The players also were shocked by the news.
“I don’t think any of the players saw it coming, even though we weren’t playing well,” Haywood said. “Right now, we’ve been decimated by injuries, and that has a lot to do with the situation Coach Jordan was put in. It’s surprising that Eddie’s no longer here, but we understand this is a business of this game, and a lot of times these things happen. As a team, we have to see what’s going on and move past it.”
Said Jamison: “The players are 1-10. The coaching staff did a great job of getting us prepared. We just didn’t get the job done.”

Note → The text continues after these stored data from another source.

trait Apply<D: Dom>: 'static {
	fn apply(self: &Rc<Self>, engine: &Engine<D>, value: Value<D>);

	/// Counts applications, so asynchronous values can tell whether they were superseded.
	fn generation(&self) -> &Cell<u64>;

	fn advance(&self) {
		let generation = self.generation();
		generation.set(generation.get().wrapping_add(1))
	}
}

/// Applies what `pending` settles to through `target`, in a later microtask.
fn apply_later<D: Dom, U: Apply<D>>(engine: &Engine<D>, target: &Rc<U>, pending: &Pending<Value<D>>, wrap: impl 'static + FnOnce(Value<D>) -> Value<D>) {
	let issued = target.generation().get();
	let engine_ref = engine.downgrade();
	let target = target.clone();
	pending.on_settle(move |settled| {
		let engine = match engine_ref.upgrade() {
			Some(engine) => engine,
			None => return,
		};
		let engine_ref = engine.downgrade();
		engine.dom().queue_microtask(Box::new(move || {
			let engine = match engine_ref.upgrade() {
				Some(engine) => engine,
				None => return trace!("Engine was dropped before an asynchronous value arrived."),
			};
			match settled {
				Ok(_) if engine.options().drop_stale_async && target.generation().get() != issued => trace!("Dropping superseded asynchronous value."),
				Ok(value) => target.apply(&engine, wrap(value)),
				Err(rejection) => error!("Asynchronous interpolation value was rejected: {}", rejection),
			}
		}))
	})
}

fn reapply<D: Dom, U: Apply<D>>(engine: &Engine<D>, target: &Rc<U>) -> Reapply<D> {
	let engine_ref = engine.downgrade();
	let target = target.clone();
	Rc::new(move |value: Value<D>| {
		if let Some(engine) = engine_ref.upgrade() {
			target.apply(&engine, value)
		}
	})
}

/// Handles the value shapes all updaters treat alike, and logs anything else as unsupported.
fn apply_common<D: Dom, U: Apply<D>>(engine: &Engine<D>, target: &Rc<U>, value: Value<D>, updater: &str) {
	match value {
		Value::Pending(pending) => apply_later(engine, target, &pending, |value| value),
		Value::Intent(Intent::Placeholder { placeholder, source }) => {
			target.apply(engine, *placeholder);
			apply_later(engine, target, &Pending::resolved(Value::Intent(*source)), |value| value)
		}
		Value::Intent(Intent::Custom(record)) => match engine.find_intent(record) {
			Some((handler, value)) => {
				let value = handler(value, reapply(engine, target));
				target.apply(engine, value)
			}
			None => warn!("No registered intent matched the interpolated record; ignoring it."),
		},
		other => warn!("A {} value can't be applied as {}; ignoring it.", other.kind(), updater),
	}
}

pub(crate) struct AttributeUpdate<D: Dom> {
	element: D::Node,
	name: String,
	/// [`None`] while the attribute is absent.
	current: RefCell<Option<String>>,
	generation: Cell<u64>,
}
impl<D: Dom> Apply<D> for AttributeUpdate<D> {
	fn apply(self: &Rc<Self>, engine: &Engine<D>, value: Value<D>) {
		self.advance();
		let dom = engine.dom();
		match value {
			Value::Null => {
				if self.current.borrow_mut().take().is_some() {
					if let Err(error) = dom.remove_attribute(&self.element, &self.name) {
						error!("Failed to remove attribute {:?}: {:?}", self.name, error)
					}
				}
			}
			Value::Primitive(_) | Value::List(_) => {
				let text = match value.to_text() {
					Some(text) => text,
					None => return warn!("Attribute {:?} can only take primitive lists; ignoring the value.", self.name),
				};
				if self.current.borrow().as_ref() == Some(&text) {
					return;
				}
				if let Err(error) = dom.set_attribute(&self.element, &self.name, &text) {
					return error!("Failed to set attribute {:?}: {:?}", self.name, error);
				}
				*self.current.borrow_mut() = Some(text)
			}
			Value::Intent(Intent::Text(inner)) | Value::Intent(Intent::Any(inner)) | Value::Intent(Intent::Html(inner)) => self.apply(engine, *inner),
			other => apply_common(engine, self, other, "an attribute"),
		}
	}

	fn generation(&self) -> &Cell<u64> {
		&self.generation
	}
}

pub(crate) struct PropertyUpdate<D: Dom> {
	element: D::Node,
	name: String,
	current: RefCell<Option<Property>>,
	generation: Cell<u64>,
}
impl<D: Dom> Apply<D> for PropertyUpdate<D> {
	fn apply(self: &Rc<Self>, engine: &Engine<D>, value: Value<D>) {
		self.advance();
		let property = match value {
			Value::Null => Property::Null,
			Value::Primitive(primitive) => primitive.to_property(),
			Value::Intent(Intent::Text(inner)) | Value::Intent(Intent::Any(inner)) => return self.apply(engine, *inner),
			other => return apply_common(engine, self, other, "a property"),
		};
		if self.current.borrow().as_ref() == Some(&property) {
			return;
		}

		let dom = engine.dom();
		if let Err(error) = dom.set_property(&self.element, &self.name, &property) {
			return error!("Failed to set property {:?}: {:?}", self.name, error);
		}
		if property == Property::Null {
			if let Err(error) = dom.remove_attribute(&self.element, &self.name) {
				error!("Failed to remove attribute {:?}: {:?}", self.name, error)
			}
		}
		*self.current.borrow_mut() = Some(property)
	}

	fn generation(&self) -> &Cell<u64> {
		&self.generation
	}
}

pub(crate) struct EventUpdate<D: Dom> {
	element: D::Node,
	event_type: String,
	current: RefCell<Option<Listener<D::Event>>>,
	generation: Cell<u64>,
	/// Set once the owning instance is discarded. Late asynchronous listeners are ignored then.
	disposed: Cell<bool>,
}
impl<D: Dom> EventUpdate<D> {
	fn detach(&self, dom: &D) {
		if let Some(listener) = self.current.borrow_mut().take() {
			if let Err(error) = dom.remove_event_listener(&self.element, &self.event_type, &listener) {
				error!("Failed to remove {:?} listener: {:?}", self.event_type, error)
			}
		}
	}
}
impl<D: Dom> Apply<D> for EventUpdate<D> {
	fn apply(self: &Rc<Self>, engine: &Engine<D>, value: Value<D>) {
		if self.disposed.get() {
			return trace!(event_type = %self.event_type, "Ignoring value for a discarded listener slot.");
		}
		self.advance();
		let dom = engine.dom();
		match value {
			Value::Listener(listener) => {
				if self.current.borrow().as_ref() == Some(&listener) {
					return;
				}
				self.detach(dom);
				match dom.add_event_listener(&self.element, &self.event_type, &listener) {
					Ok(()) => *self.current.borrow_mut() = Some(listener),
					Err(error) => error!("Failed to add {:?} listener: {:?}", self.event_type, error),
				}
			}
			Value::Null => self.detach(dom),
			other => apply_common(engine, self, other, "an event listener"),
		}
	}

	fn generation(&self) -> &Cell<u64> {
		&self.generation
	}
}

enum StyleState {
	Unset,
	Text(String),
	/// Hyphenated names with their applied values.
	Declarations(Vec<(String, String)>),
}

pub(crate) struct StyleUpdate<D: Dom> {
	element: D::Node,
	current: RefCell<StyleState>,
	generation: Cell<u64>,
}
impl<D: Dom> StyleUpdate<D> {
	fn set_text(&self, dom: &D, css: String) {
		if matches!(&*self.current.borrow(), StyleState::Text(current) if *current == css) {
			return;
		}
		if let Err(error) = dom.set_style_text(&self.element, &css) {
			return error!("Failed to set inline style: {:?}", error);
		}
		*self.current.borrow_mut() = StyleState::Text(css)
	}

	fn set_declarations(&self, dom: &D, declarations: Vec<(String, Option<Primitive>)>) {
		let future: Vec<(String, String)> = declarations
			.into_iter()
			.filter_map(|(name, value)| {
				let name = style::hyphenate(&name);
				let value = style::declaration_value(&name, &value?);
				Some((name, value))
			})
			.collect();

		let previous = match self.current.replace(StyleState::Unset) {
			StyleState::Declarations(previous) => previous,
			StyleState::Text(_) => {
				if let Err(error) = dom.set_style_text(&self.element, "") {
					error!("Failed to reset inline style: {:?}", error)
				}
				Vec::new()
			}
			StyleState::Unset => Vec::new(),
		};

		for (name, _) in &previous {
			if !future.iter().any(|(future_name, _)| future_name == name) {
				if let Err(error) = dom.set_style(&self.element, name, None) {
					error!("Failed to remove style {:?}: {:?}", name, error)
				}
			}
		}
		for (name, value) in &future {
			let unchanged = previous.iter().any(|(previous_name, previous_value)| previous_name == name && previous_value == value);
			if !unchanged {
				if let Err(error) = dom.set_style(&self.element, name, Some(value)) {
					error!("Failed to set style {:?}: {:?}", name, error)
				}
			}
		}
		*self.current.borrow_mut() = StyleState::Declarations(future)
	}
}
impl<D: Dom> Apply<D> for StyleUpdate<D> {
	fn apply(self: &Rc<Self>, engine: &Engine<D>, value: Value<D>) {
		self.advance();
		let dom = engine.dom();
		match value {
			Value::Null => self.set_text(dom, String::new()),
			Value::Primitive(primitive) => self.set_text(dom, primitive.to_string()),
			Value::Style(declarations) => self.set_declarations(dom, declarations),
			other => apply_common(engine, self, other, "a style"),
		}
	}

	fn generation(&self) -> &Cell<u64> {
		&self.generation
	}
}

Tapscott now must cram for his first game as head coach. The Wizards play host to the Golden State Warriors on Tuesday night, play again Thursday night at home against the Orlando Magic and on Saturday against the Atlanta Hawks.
For Tapscott and the players, at least, that marks the chance for a new start.
“As players, we take the responsibility as far as needing to go out there and get the job done, and we didn’t get the job done,” Jamison said. “Unfortunately, they got rid of coach. It wasn’t my choice, but you guys know me. Whoever is in that locker room, they’ll have 110 percent of me, and I’ll do everything I can to do my job.”